◆ Saved data entries
——

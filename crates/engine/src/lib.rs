//! Versioning, rendering, and comparison of prompt templates.
//!
//! [`Engine`] wires the three services over one shared [`store::Store`]:
//! [`VersionManager`] for lifecycle writes, [`Renderer`] for the template
//! mini-language, and [`DiffService`] for version comparison.

pub mod config;
pub mod diff_service;
pub mod error;
pub mod renderer;
pub mod store;
pub mod version_manager;

use std::sync::Arc;

pub use config::EngineConfig;
pub use diff_service::{Comparison, DiffService};
pub use error::{EngineError, EngineResult};
pub use renderer::{ActiveRender, Renderer};
pub use version_manager::{CreateTemplateInput, CreateVersionInput, DeletedFamily, VersionManager};

use store::{CachedStore, PgStore, Store};

/// The engine's services sharing one store.
#[derive(Clone)]
pub struct Engine {
    pub versions: VersionManager,
    pub renderer: Renderer,
    pub diffs: DiffService,
}

impl Engine {
    pub fn new(store: Arc<dyn Store>, config: &EngineConfig) -> Self {
        Self {
            versions: VersionManager::new(Arc::clone(&store), config),
            renderer: Renderer::new(Arc::clone(&store), config),
            diffs: DiffService::new(store, config),
        }
    }

    /// Build an engine over Postgres with the configured read cache.
    pub fn postgres(pool: promptline_db::DbPool, config: &EngineConfig) -> Self {
        let store = CachedStore::new(PgStore::new(pool), config.cache_ttl);
        Self::new(Arc::new(store), config)
    }
}
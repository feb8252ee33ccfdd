//! Repository for the `template_usage` table.

use promptline_core::types::DbId;
use sqlx::PgExecutor;

use crate::models::template_usage::TemplateUsage;

const COLUMNS: &str = "id, template_id, unresolved_count, rendered_at";

pub struct TemplateUsageRepo;

impl TemplateUsageRepo {
    pub async fn record<'e, E: PgExecutor<'e>>(
        executor: E,
        template_id: DbId,
        unresolved_count: i32,
    ) -> Result<TemplateUsage, sqlx::Error> {
        let query = format!(
            "INSERT INTO template_usage (template_id, unresolved_count) \
             VALUES ($1, $2) RETURNING {COLUMNS}"
        );
        sqlx::query_as::<_, TemplateUsage>(&query)
            .bind(template_id)
            .bind(unresolved_count)
            .fetch_one(executor)
            .await
    }

    /// Count usage rows across every version of a name.
    pub async fn count_for_name<'e, E: PgExecutor<'e>>(
        executor: E,
        name: &str,
    ) -> Result<i64, sqlx::Error> {
        let row: (i64,) = sqlx::query_as(
            "SELECT COUNT(*) FROM template_usage u \
             JOIN templates t ON t.id = u.template_id \
             WHERE t.name = $1",
        )
        .bind(name)
        .fetch_one(executor)
        .await?;
        Ok(row.0)
    }
}
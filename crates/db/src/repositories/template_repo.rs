//! Repository for the `templates` table.

use promptline_core::types::DbId;
use sqlx::PgExecutor;

use crate::models::template::{CreateTemplateVersion, Template};

/// Column list for templates queries.
const COLUMNS: &str = "id, name, version, content, category, tags, is_active, \
    created_by, previous_version_id, created_at, updated_at";

/// Queries over template versions. Rows come back without parameters.
pub struct TemplateRepo;

impl TemplateRepo {
    /// Find a template version by its primary key.
    pub async fn find_by_id<'e, E: PgExecutor<'e>>(
        executor: E,
        id: DbId,
    ) -> Result<Option<Template>, sqlx::Error> {
        let query = format!("SELECT {COLUMNS} FROM templates WHERE id = $1");
        sqlx::query_as::<_, Template>(&query)
            .bind(id)
            .fetch_optional(executor)
            .await
    }

    pub async fn find_by_name_and_version<'e, E: PgExecutor<'e>>(
        executor: E,
        name: &str,
        version: i32,
    ) -> Result<Option<Template>, sqlx::Error> {
        let query = format!("SELECT {COLUMNS} FROM templates WHERE name = $1 AND version = $2");
        sqlx::query_as::<_, Template>(&query)
            .bind(name)
            .bind(version)
            .fetch_optional(executor)
            .await
    }

    /// Find the active version for a name. Served by the partial unique
    /// index on `(name) WHERE is_active`.
    pub async fn find_active<'e, E: PgExecutor<'e>>(
        executor: E,
        name: &str,
    ) -> Result<Option<Template>, sqlx::Error> {
        let query = format!("SELECT {COLUMNS} FROM templates WHERE name = $1 AND is_active");
        sqlx::query_as::<_, Template>(&query)
            .bind(name)
            .fetch_optional(executor)
            .await
    }

    /// All versions of a name, oldest first.
    pub async fn list_by_name<'e, E: PgExecutor<'e>>(
        executor: E,
        name: &str,
    ) -> Result<Vec<Template>, sqlx::Error> {
        let query = format!("SELECT {COLUMNS} FROM templates WHERE name = $1 ORDER BY version ASC");
        sqlx::query_as::<_, Template>(&query)
            .bind(name)
            .fetch_all(executor)
            .await
    }

    /// Highest version number for a name, `0` when the family does not exist.
    pub async fn max_version<'e, E: PgExecutor<'e>>(
        executor: E,
        name: &str,
    ) -> Result<i32, sqlx::Error> {
        let row: (i32,) =
            sqlx::query_as("SELECT COALESCE(MAX(version), 0) FROM templates WHERE name = $1")
                .bind(name)
                .fetch_one(executor)
                .await?;
        Ok(row.0)
    }

    /// Lock every version of a family for the rest of the transaction,
    /// returning them oldest first.
    ///
    /// Concurrent writers on the same name serialize here. A family that does
    /// not exist yet locks nothing; the unique `(name, version)` constraint
    /// catches that race instead.
    pub async fn lock_family<'e, E: PgExecutor<'e>>(
        executor: E,
        name: &str,
    ) -> Result<Vec<Template>, sqlx::Error> {
        let query = format!(
            "SELECT {COLUMNS} FROM templates WHERE name = $1 ORDER BY version ASC FOR UPDATE"
        );
        sqlx::query_as::<_, Template>(&query)
            .bind(name)
            .fetch_all(executor)
            .await
    }

    /// Insert a version row. Parameters are written separately.
    pub async fn insert<'e, E: PgExecutor<'e>>(
        executor: E,
        input: &CreateTemplateVersion,
    ) -> Result<Template, sqlx::Error> {
        let query = format!(
            "INSERT INTO templates
                (name, version, content, category, tags, is_active, created_by, previous_version_id)
             VALUES ($1, $2, $3, $4, $5, $6, $7, $8)
             RETURNING {COLUMNS}"
        );
        sqlx::query_as::<_, Template>(&query)
            .bind(&input.name)
            .bind(input.version)
            .bind(&input.fields.content)
            .bind(&input.fields.category)
            .bind(&input.fields.tags)
            .bind(input.is_active)
            .bind(&input.created_by)
            .bind(input.previous_version_id)
            .fetch_one(executor)
            .await
    }

    /// Set `is_active` on one version. Returns `None` if the id does not exist.
    pub async fn set_active<'e, E: PgExecutor<'e>>(
        executor: E,
        id: DbId,
        is_active: bool,
    ) -> Result<Option<Template>, sqlx::Error> {
        let query = format!("UPDATE templates SET is_active = $2 WHERE id = $1 RETURNING {COLUMNS}");
        sqlx::query_as::<_, Template>(&query)
            .bind(id)
            .bind(is_active)
            .fetch_optional(executor)
            .await
    }

    /// Hard-delete every version of a name. Parameters and usage rows go with
    /// them through `ON DELETE CASCADE`. Returns the number of versions removed.
    pub async fn delete_by_name<'e, E: PgExecutor<'e>>(
        executor: E,
        name: &str,
    ) -> Result<u64, sqlx::Error> {
        let result = sqlx::query("DELETE FROM templates WHERE name = $1")
            .bind(name)
            .execute(executor)
            .await?;
        Ok(result.rows_affected())
    }
}
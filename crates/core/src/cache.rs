//! Short-lived read-through cache with explicit invalidation.
//!
//! Entries expire after a fixed TTL, but expiry alone is not the consistency
//! mechanism: every write path that touches a cached key must call
//! [`TtlCache::invalidate`] before it returns. The cache is not synchronized;
//! callers share it behind a mutex.
//!
//! Read-through loads happen outside that mutex, so a load can race a write.
//! A loader takes a [`TtlCache::ticket`] before reading the backing store and
//! stores the result with [`TtlCache::insert_if_current`], which refuses the
//! value when the key was invalidated after the ticket was taken or while a
//! write on the key is still in flight ([`TtlCache::begin_write`]).

use std::collections::HashMap;
use std::hash::Hash;
use std::time::{Duration, Instant};

/// Default entry capacity.
pub const DEFAULT_CAPACITY: usize = 1_024;

#[derive(Debug, Clone)]
struct Entry<V> {
    value: V,
    expires_at: Instant,
}

#[derive(Debug, Clone)]
pub struct TtlCache<K, V> {
    ttl: Duration,
    capacity: usize,
    entries: HashMap<K, Entry<V>>,
    /// Bumped on every invalidation.
    clock: u64,
    /// Tickets at or below this are refused for every key.
    cleared_at: u64,
    invalidated_at: HashMap<K, u64>,
    writers: HashMap<K, usize>,
}

impl<K: Eq + Hash + Clone, V: Clone> TtlCache<K, V> {
    /// A zero `ttl` disables caching: inserts are dropped.
    pub fn new(ttl: Duration) -> Self {
        Self::with_capacity(ttl, DEFAULT_CAPACITY)
    }

    pub fn with_capacity(ttl: Duration, capacity: usize) -> Self {
        Self {
            ttl,
            capacity: capacity.max(1),
            entries: HashMap::new(),
            clock: 0,
            cleared_at: 0,
            invalidated_at: HashMap::new(),
            writers: HashMap::new(),
        }
    }

    pub fn is_enabled(&self) -> bool {
        !self.ttl.is_zero()
    }

    pub fn get(&mut self, key: &K) -> Option<V> {
        self.get_at(key, Instant::now())
    }

    pub fn insert(&mut self, key: K, value: V) {
        self.insert_at(key, value, Instant::now());
    }

    /// Snapshot to take before loading a value from the backing store.
    pub fn ticket(&self) -> u64 {
        self.clock
    }

    /// Insert a value loaded under `ticket`, unless `key` was invalidated
    /// since then or a write on it is in flight. Returns whether it was kept.
    pub fn insert_if_current(&mut self, key: K, value: V, ticket: u64) -> bool {
        if !self.is_current(&key, ticket) {
            return false;
        }
        self.insert(key, value);
        true
    }

    /// Mark a write on `key` as started. Loads that finish before the
    /// matching [`TtlCache::end_write`] are not cached.
    pub fn begin_write(&mut self, key: &K) {
        *self.writers.entry(key.clone()).or_insert(0) += 1;
        self.invalidate(key);
    }

    /// Mark a write on `key` as finished, committed or not.
    pub fn end_write(&mut self, key: &K) {
        if let Some(count) = self.writers.get_mut(key) {
            *count -= 1;
            if *count == 0 {
                self.writers.remove(key);
            }
        }
        self.invalidate(key);
    }

    /// Drop the entry for `key`, if any. Returns whether one was present.
    pub fn invalidate(&mut self, key: &K) -> bool {
        self.clock += 1;
        if self.invalidated_at.len() >= self.capacity && !self.invalidated_at.contains_key(key) {
            // Fold per-key stamps into the global one: older tickets are refused.
            self.cleared_at = self.clock;
            self.invalidated_at.clear();
        } else {
            self.invalidated_at.insert(key.clone(), self.clock);
        }
        self.entries.remove(key).is_some()
    }

    pub fn invalidate_all(&mut self) {
        self.clock += 1;
        self.cleared_at = self.clock;
        self.invalidated_at.clear();
        self.entries.clear();
    }

    /// Number of entries, expired ones included until they are touched.
    pub fn len(&self) -> usize {
        self.entries.len()
    }

    pub fn is_empty(&self) -> bool {
        self.entries.is_empty()
    }

    fn is_current(&self, key: &K, ticket: u64) -> bool {
        !self.writers.contains_key(key)
            && self.cleared_at <= ticket
            && self
                .invalidated_at
                .get(key)
                .map_or(true, |&stamp| stamp <= ticket)
    }

    fn get_at(&mut self, key: &K, now: Instant) -> Option<V> {
        match self.entries.get(key) {
            Some(entry) if entry.expires_at > now => Some(entry.value.clone()),
            Some(_) => {
                self.entries.remove(key);
                None
            }
            None => None,
        }
    }

    fn insert_at(&mut self, key: K, value: V, now: Instant) {
        if !self.is_enabled() {
            return;
        }
        if self.entries.len() >= self.capacity && !self.entries.contains_key(&key) {
            self.entries.retain(|_, e| e.expires_at > now);
            if self.entries.len() >= self.capacity {
                // Evict the entry closest to expiry.
                if let Some(oldest) = self
                    .entries
                    .iter()
                    .min_by_key(|(_, e)| e.expires_at)
                    .map(|(k, _)| k.clone())
                {
                    self.entries.remove(&oldest);
                }
            }
        }
        self.entries.insert(
            key,
            Entry {
                value,
                expires_at: now + self.ttl,
            },
        );
    }
}
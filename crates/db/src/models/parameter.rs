//! Template parameter rows.

use promptline_core::error::CoreError;
use promptline_core::parameter::{ParameterDef, ParameterType};
use promptline_core::types::DbId;
use promptline_core::value::Value;
use serde::Serialize;
use sqlx::types::Json;
use sqlx::FromRow;

/// A row from the `template_parameters` table. `position` preserves the
/// declared order.
#[derive(Debug, Clone, FromRow, Serialize)]
pub struct TemplateParameter {
    pub id: DbId,
    pub template_id: DbId,
    pub position: i32,
    pub name: String,
    pub description: String,
    pub required: bool,
    pub param_type: String,
    pub default_value: Option<Json<Value>>,
}

impl TemplateParameter {
    /// Convert to the domain definition, rejecting unknown type strings.
    pub fn to_def(&self) -> Result<ParameterDef, CoreError> {
        Ok(ParameterDef {
            name: self.name.clone(),
            description: self.description.clone(),
            required: self.required,
            param_type: ParameterType::from_str_value(&self.param_type)?,
            default_value: self.default_value.as_ref().map(|v| v.0.clone()),
        })
    }
}
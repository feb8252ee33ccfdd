//! Row models and DTOs.
//!
//! Each submodule contains a `FromRow` + `Serialize` entity struct matching
//! the database row and a create DTO for inserts. Rows never carry update
//! DTOs: versions are immutable apart from `is_active`.

pub mod component;
pub mod parameter;
pub mod template;
pub mod template_usage;
pub mod version_log;
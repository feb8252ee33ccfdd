//! Output projections for [`DiffPayload`].
//!
//! Each projection is a pure function of an already computed payload; none
//! of them re-run the diff.

use serde::{Deserialize, Serialize};

use crate::diff::{DiffEntry, DiffPayload, DiffStatus};
use crate::error::CoreError;
use crate::parameter::ParameterDef;
use crate::pdf;

// ---------------------------------------------------------------------------
// Format
// ---------------------------------------------------------------------------

pub const FORMAT_STRUCTURED: &str = "structured";
pub const FORMAT_HTML: &str = "html";
pub const FORMAT_MARKDOWN: &str = "markdown";
pub const FORMAT_PDF: &str = "pdf";

/// All accepted format names (aliases included).
pub const VALID_FORMATS: &[&str] = &[
    FORMAT_STRUCTURED,
    "json",
    FORMAT_HTML,
    FORMAT_MARKDOWN,
    "md",
    FORMAT_PDF,
];

#[derive(Debug, Clone, Copy, PartialEq, Eq, Serialize, Deserialize)]
#[serde(rename_all = "snake_case")]
pub enum DiffFormat {
    Structured,
    Html,
    Markdown,
    Pdf,
}

impl DiffFormat {
    /// Parse a format name as supplied by a caller.
    pub fn from_str_value(s: &str) -> Result<Self, CoreError> {
        match s.to_ascii_lowercase().as_str() {
            FORMAT_STRUCTURED | "json" => Ok(Self::Structured),
            FORMAT_HTML => Ok(Self::Html),
            FORMAT_MARKDOWN | "md" => Ok(Self::Markdown),
            FORMAT_PDF => Ok(Self::Pdf),
            _ => Err(CoreError::validation(
                "format",
                format!(
                    "Invalid diff format '{s}'. Must be one of: {}",
                    VALID_FORMATS.join(", ")
                ),
            )),
        }
    }

    pub fn as_str(&self) -> &'static str {
        match self {
            Self::Structured => FORMAT_STRUCTURED,
            Self::Html => FORMAT_HTML,
            Self::Markdown => FORMAT_MARKDOWN,
            Self::Pdf => FORMAT_PDF,
        }
    }

    pub fn content_type(&self) -> &'static str {
        match self {
            Self::Structured => "application/json",
            Self::Html => "text/html; charset=utf-8",
            Self::Markdown => "text/markdown; charset=utf-8",
            Self::Pdf => "application/pdf",
        }
    }

    pub fn file_extension(&self) -> &'static str {
        match self {
            Self::Structured => "json",
            Self::Html => "html",
            Self::Markdown => "md",
            Self::Pdf => "pdf",
        }
    }
}

/// A projected diff document.
#[derive(Debug, Clone, PartialEq, Eq)]
pub struct RenderedDiff {
    pub format: DiffFormat,
    pub content_type: &'static str,
    pub body: Vec<u8>,
}
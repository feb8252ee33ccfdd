#![allow(dead_code)]

use std::sync::Arc;

use promptline_core::parameter::{ParameterDef, ParameterType};
use promptline_core::template::TemplateFields;
use promptline_core::value::{ParamMap, Value};
use promptline_db::models::component::CreateComponent;
use promptline_db::models::template::Template;
use promptline_engine::store::{ComponentStore, MemoryStore};
use promptline_engine::{CreateTemplateInput, CreateVersionInput, Engine, EngineConfig};

pub const AUTHOR: &str = "alice";

/// Build a test `EngineConfig` with the cache disabled.
pub fn test_config() -> EngineConfig {
    EngineConfig {
        cache_ttl: std::time::Duration::ZERO,
        ..EngineConfig::default()
    }
}

/// Build an engine over a fresh in-memory store, returning the store too so
/// tests can inspect what it holds.
pub fn build_engine() -> (Engine, Arc<MemoryStore>) {
    build_engine_with(test_config())
}

pub fn build_engine_with(config: EngineConfig) -> (Engine, Arc<MemoryStore>) {
    let store = Arc::new(MemoryStore::new());
    let engine = Engine::new(store.clone(), &config);
    (engine, store)
}

pub fn params(pairs: &[(&str, Value)]) -> ParamMap {
    pairs
        .iter()
        .map(|(k, v)| (k.to_string(), v.clone()))
        .collect()
}

pub fn string_param(name: &str, required: bool, default: Option<&str>) -> ParameterDef {
    ParameterDef {
        name: name.to_string(),
        description: format!("The {name}"),
        required,
        param_type: ParameterType::String,
        default_value: default.map(Value::from),
    }
}

pub async fn create_template(engine: &Engine, name: &str, content: &str) -> Template {
    engine
        .versions
        .create_template(CreateTemplateInput {
            name: name.to_string(),
            fields: TemplateFields::new(content),
            author: AUTHOR.to_string(),
        })
        .await
        .unwrap()
}

pub async fn add_version(engine: &Engine, name: &str, content: &str) -> Template {
    engine
        .versions
        .create_version(CreateVersionInput {
            template_name: name.to_string(),
            fields: TemplateFields::new(content),
            author: AUTHOR.to_string(),
            notes: None,
            expected_version: None,
        })
        .await
        .unwrap()
}

pub async fn put_component(store: &MemoryStore, name: &str, content: &str) {
    store
        .put_component(&CreateComponent::new(name, content))
        .await
        .unwrap();
}

/// Versions of `name` that are currently active.
pub async fn active_versions(engine: &Engine, name: &str) -> Vec<i32> {
    engine
        .versions
        .list_versions(name)
        .await
        .unwrap()
        .into_iter()
        .filter(|t| t.is_active)
        .map(|t| t.version)
        .collect()
}
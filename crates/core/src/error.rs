/// Domain errors shared by every layer.
///
/// Missing includes and unresolved placeholders are not errors: the renderer
/// reports them inline in its output.
#[derive(Debug, Clone, PartialEq, Eq, thiserror::Error)]
pub enum CoreError {
    #[error("Entity not found: {entity} {key}")]
    NotFound { entity: &'static str, key: String },

    #[error("Duplicate name: a template named '{0}' already exists")]
    DuplicateName(String),

    #[error("Invalid version sequence for '{name}': expected version {expected}, got {actual}")]
    InvalidVersionSequence {
        name: String,
        expected: i32,
        actual: i32,
    },

    #[error("Validation failed on '{field}': {message}")]
    Validation { field: String, message: String },

    #[error("Concurrency conflict: {0}")]
    ConcurrencyConflict(String),

    #[error("Component cycle detected: {}", path.join(" -> "))]
    ComponentCycle { path: Vec<String> },

    #[error("Conflict: {0}")]
    Conflict(String),

    #[error("Internal error: {0}")]
    Internal(String),
}

impl CoreError {
    /// Shorthand for a [`CoreError::NotFound`] keyed by anything displayable.
    pub fn not_found(entity: &'static str, key: impl std::fmt::Display) -> Self {
        Self::NotFound {
            entity,
            key: key.to_string(),
        }
    }

    /// Shorthand for a [`CoreError::Validation`] on a named field.
    pub fn validation(field: impl Into<String>, message: impl Into<String>) -> Self {
        Self::Validation {
            field: field.into(),
            message: message.into(),
        }
    }

    /// Whether the caller may safely retry the operation unchanged.
    pub fn is_retryable(&self) -> bool {
        matches!(self, Self::ConcurrencyConflict(_))
    }
}
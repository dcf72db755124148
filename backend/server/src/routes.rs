use std::sync::Arc;

use axum::{
    Json,
    extract::{Path, Query, State, rejection::JsonRejection},
    http::StatusCode,
    response::IntoResponse,
};
use chrono::Utc;
use ledger::{
    Prediction, Quiz, User, UserBet, UserStats, bets::BetRequest, models::QuizType,
    quiz::{PublicQuiz, QuizSubmission},
    settlement::SettlementReport,
};
use serde::Deserialize;

use crate::{
    bookmaker::{BetWithPrediction, QuizResult},
    database::Store,
    error::AppError,
    state::AppState,
    utils::{Identity, Operator},
};

type AppResult<T> = Result<Json<T>, AppError>;

fn payload<T>(payload: Result<Json<T>, JsonRejection>) -> Result<T, AppError> {
    payload
        .map(|Json(value)| value)
        .map_err(|_| AppError::MalformedPayload)
}

#[derive(Deserialize)]
pub struct LeaderboardQuery {
    limit: Option<usize>,
}

#[derive(Deserialize)]
#[serde(rename_all = "camelCase")]
pub struct PredictionQuery {
    race_weekend: Option<String>,
}

#[derive(Deserialize)]
pub struct QuizQuery {
    #[serde(rename = "type")]
    quiz_type: Option<QuizType>,
}

#[derive(Deserialize)]
#[serde(rename_all = "camelCase")]
pub struct SettleRequest {
    winning_option: usize,
}

pub async fn session_handler<S: Store>(
    State(state): State<Arc<AppState<S>>>,
    identity: Identity,
) -> AppResult<User> {
    Ok(Json(state.bookmaker.sign_in(&identity, Utc::now()).await?))
}

pub async fn profile_handler<S: Store>(
    State(state): State<Arc<AppState<S>>>,
    identity: Identity,
) -> AppResult<User> {
    Ok(Json(state.bookmaker.profile(&identity.uid).await?))
}

pub async fn history_handler<S: Store>(
    State(state): State<Arc<AppState<S>>>,
    identity: Identity,
) -> AppResult<Vec<BetWithPrediction>> {
    Ok(Json(state.bookmaker.betting_history(&identity.uid).await?))
}

pub async fn stats_handler<S: Store>(
    State(state): State<Arc<AppState<S>>>,
    identity: Identity,
) -> AppResult<UserStats> {
    Ok(Json(state.bookmaker.user_stats(&identity.uid).await?))
}

pub async fn leaderboard_handler<S: Store>(
    State(state): State<Arc<AppState<S>>>,
    Query(query): Query<LeaderboardQuery>,
) -> AppResult<Vec<User>> {
    let limit = query.limit.unwrap_or(state.config.leaderboard_limit);

    Ok(Json(state.bookmaker.leaderboard(limit).await?))
}

pub async fn predictions_handler<S: Store>(
    State(state): State<Arc<AppState<S>>>,
    Query(query): Query<PredictionQuery>,
) -> AppResult<Vec<Prediction>> {
    let predictions = state
        .bookmaker
        .active_predictions(Utc::now(), query.race_weekend.as_deref())
        .await?;

    Ok(Json(predictions))
}

pub async fn prediction_handler<S: Store>(
    State(state): State<Arc<AppState<S>>>,
    Path(id): Path<String>,
) -> AppResult<Prediction> {
    Ok(Json(state.bookmaker.prediction(&id).await?))
}

pub async fn bet_handler<S: Store>(
    State(state): State<Arc<AppState<S>>>,
    identity: Identity,
    request: Result<Json<BetRequest>, JsonRejection>,
) -> Result<impl IntoResponse, AppError> {
    let bet: UserBet = state
        .bookmaker
        .place_bet(&identity.uid, payload(request)?, Utc::now())
        .await?;

    Ok((StatusCode::CREATED, Json(bet)))
}

pub async fn quizzes_handler<S: Store>(
    State(state): State<Arc<AppState<S>>>,
    Query(query): Query<QuizQuery>,
) -> AppResult<Vec<PublicQuiz>> {
    Ok(Json(
        state
            .bookmaker
            .active_quizzes(Utc::now(), query.quiz_type)
            .await?,
    ))
}

pub async fn quiz_submission_handler<S: Store>(
    State(state): State<Arc<AppState<S>>>,
    identity: Identity,
    Path(id): Path<String>,
    submission: Result<Json<QuizSubmission>, JsonRejection>,
) -> AppResult<QuizResult> {
    let submission = payload(submission)?;
    let result = state
        .bookmaker
        .submit_quiz(&identity.uid, &id, &submission.answers, Utc::now())
        .await?;

    Ok(Json(result))
}

pub async fn publish_prediction_handler<S: Store>(
    State(state): State<Arc<AppState<S>>>,
    _operator: Operator,
    prediction: Result<Json<Prediction>, JsonRejection>,
) -> AppResult<Prediction> {
    let prediction = payload(prediction)?;

    Ok(Json(state.bookmaker.publish_prediction(prediction).await?))
}

pub async fn publish_quiz_handler<S: Store>(
    State(state): State<Arc<AppState<S>>>,
    _operator: Operator,
    quiz: Result<Json<Quiz>, JsonRejection>,
) -> AppResult<Quiz> {
    let quiz = payload(quiz)?;

    Ok(Json(state.bookmaker.publish_quiz(quiz).await?))
}

pub async fn settlement_handler<S: Store>(
    State(state): State<Arc<AppState<S>>>,
    _operator: Operator,
    Path(id): Path<String>,
    request: Result<Json<SettleRequest>, JsonRejection>,
) -> AppResult<SettlementReport> {
    let request = payload(request)?;
    let report = state
        .bookmaker
        .settle_prediction(&id, request.winning_option)
        .await?;

    Ok(Json(report))
}

pub async fn cancellation_handler<S: Store>(
    State(state): State<Arc<AppState<S>>>,
    _operator: Operator,
    Path(id): Path<String>,
) -> AppResult<SettlementReport> {
    Ok(Json(state.bookmaker.cancel_prediction(&id).await?))
}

——

◆ WHAT YOU NEED TO DO
Answer with one number only: how many lines of the entries above include the word "DiffPayload"?

◆ ANSWER
2